A Piece of British History

This time they are not quite printing money but they have stolen (or replicated) the British Jewels. Have they no shame? Actually, they know their audience. It's Christmas time, and what more special can you get the one you love than a limited edition replica of the sapphire ring Prince Charles gave Lady Diana Spencer, and just last month their son, Prince William gave to his bride-to-be Kate (who we are now to call Katherine). 


It was just a matter of time, but now you too can own a piece of authentic British history for only $39.90. The British Historic Society is making this special offer available to you.  And, this is not just any "replica", this jewel (no pun intended) is "beautiful simulated "Ceylon" sapphire represents the original quality of the centerpiece and is surrounded by scintillating brilliant Diamond X-4 CZs and prong set in silver plate. It's style; luster, color and cut are unsurpassed". 


Spare me. Given that The British Historic Society is based in Fairfield, NJ , there may be some issues. But not for some. I'm sure the phones are ringing off their hooks. What a deal. And, it was originally valued at $119.00. Folks, you can't find these things in bubble gum machines, no siree. What better way to say, "I love you". It's less than the cost of a NASCAR ticket. And , don't forget about the included Certificate of Authenticity and Decorative Velveteen Ring Box. 

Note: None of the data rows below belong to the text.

//! Engine configuration

use crate::error::{AudioError, AudioResult};
use crate::filter::{DEFAULT_FILTER_ORDER, GainTable, LOW_CUT_HZ, design::validate_order};
use serde::{Deserialize, Serialize};

/// Default number of serially chained slots
pub const DEFAULT_SLOT_COUNT: usize = 2;

/// Upper bound on the slot count, sizes the control snapshot
pub const MAX_SLOT_COUNT: usize = 8;

/// Settings shared by the slot engine and every processor it builds
#[derive(Debug, Clone, PartialEq, Serialize, Deserialize)]
#[serde(default)]
pub struct EngineConfig {
    /// Number of slots processed in series
    pub slot_count: usize,
    /// Order of each resampling lowpass (two per processor)
    pub filter_order: usize,
    /// Corner of the DC-blocking high-pass in Hz
    pub low_cut_hz: f64,
    /// Output gain per downsampling factor
    pub gain_compensation: GainTable,
}

impl EngineConfig {
    /// Create the default configuration
    pub fn new() -> Self {
        Self::default()
    }

    /// Set the slot count
    pub fn with_slot_count(mut self, slot_count: usize) -> Self {
        self.slot_count = slot_count;
        self
    }

    /// Set the resampling filter order
    pub fn with_filter_order(mut self, filter_order: usize) -> Self {
        self.filter_order = filter_order;
        self
    }

    /// Set the low-cut corner frequency
    pub fn with_low_cut(mut self, low_cut_hz: f64) -> Self {
        self.low_cut_hz = low_cut_hz;
        self
    }

    /// Set the gain compensation table
    pub fn with_gain_compensation(mut self, gains: GainTable) -> Self {
        self.gain_compensation = gains;
        self
    }

    /// Validate the configuration
    pub fn validate(&self) -> AudioResult<()> {
        if self.slot_count == 0 || self.slot_count > MAX_SLOT_COUNT {
            return Err(AudioError::invalid_configuration(format!(
                "slot count must be in 1..={}, got {}",
                MAX_SLOT_COUNT, self.slot_count
            )));
        }
        validate_order(self.filter_order)?;
        if !(self.low_cut_hz.is_finite() && self.low_cut_hz > 0.0) {
            return Err(AudioError::invalid_configuration(format!(
                "low-cut frequency must be finite and positive, got {}",
                self.low_cut_hz
            )));
        }
        self.gain_compensation.validate()
    }
}

impl Default for EngineConfig {
    fn default() -> Self {
        Self {
            slot_count: DEFAULT_SLOT_COUNT,
            filter_order: DEFAULT_FILTER_ORDER,
            low_cut_hz: LOW_CUT_HZ,
            gain_compensation: GainTable::default(),
        }
    }
}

Wednesday, December 1, 2010

Yes, It had to be easier for June and Harriett

 Don't call me and ask for advice on Christmas gifts. Maybe I should just say don't call me. My youngest calls this morning."Mom, what can I get Dad for Christmas." After some thought, I come up with several suggestions, all of which are immediately deemed "stupid". "Well, then why did you call me?" "Because, I need some help." This is a good example of my life as a mother -  I need you, but you are useless, go away, but not too far away, I might need you again. Huh?



After 21 years (well 18, since she has been talking) I should be used to this. Maybe I should just stop taking the phone calls, after all I have caller ID on the home phone and my cell phone - no surprises there. But, there is this force of nature to care. Of course there is also that force where mothers kill their young in nature. But I digress.

My mother never told me there would be days like this. My mother skipped several chapters there during the piano serenades and art sessions. Of course, I should be thankful for the cultural influence she had on me (seriously). And, to be honest, I don't think anyone could have prepared me for the trials of raising rearing my youngest child. When it gets ugly, she will comment that someday she will be the one who will choose our nursing home.

I bet June Cleaver and Harriett Nelson never had to deal with these issues. After all, if you can vacuum your living room in heels and pearls, how stressful can your life be? Besides, I think  everything is more difficult in color. I don't even want to venture into the world of high definition - God forbid 3D.

Of course, there is also that small issue that neither of them had daughters and the accompanying drama and hormonal chaos. Maybe that is why their lives were in black and white. There is no way, our life with our youngest child could be in black and white. This is living Technicolor in all its grandeur - peacock feathers and all.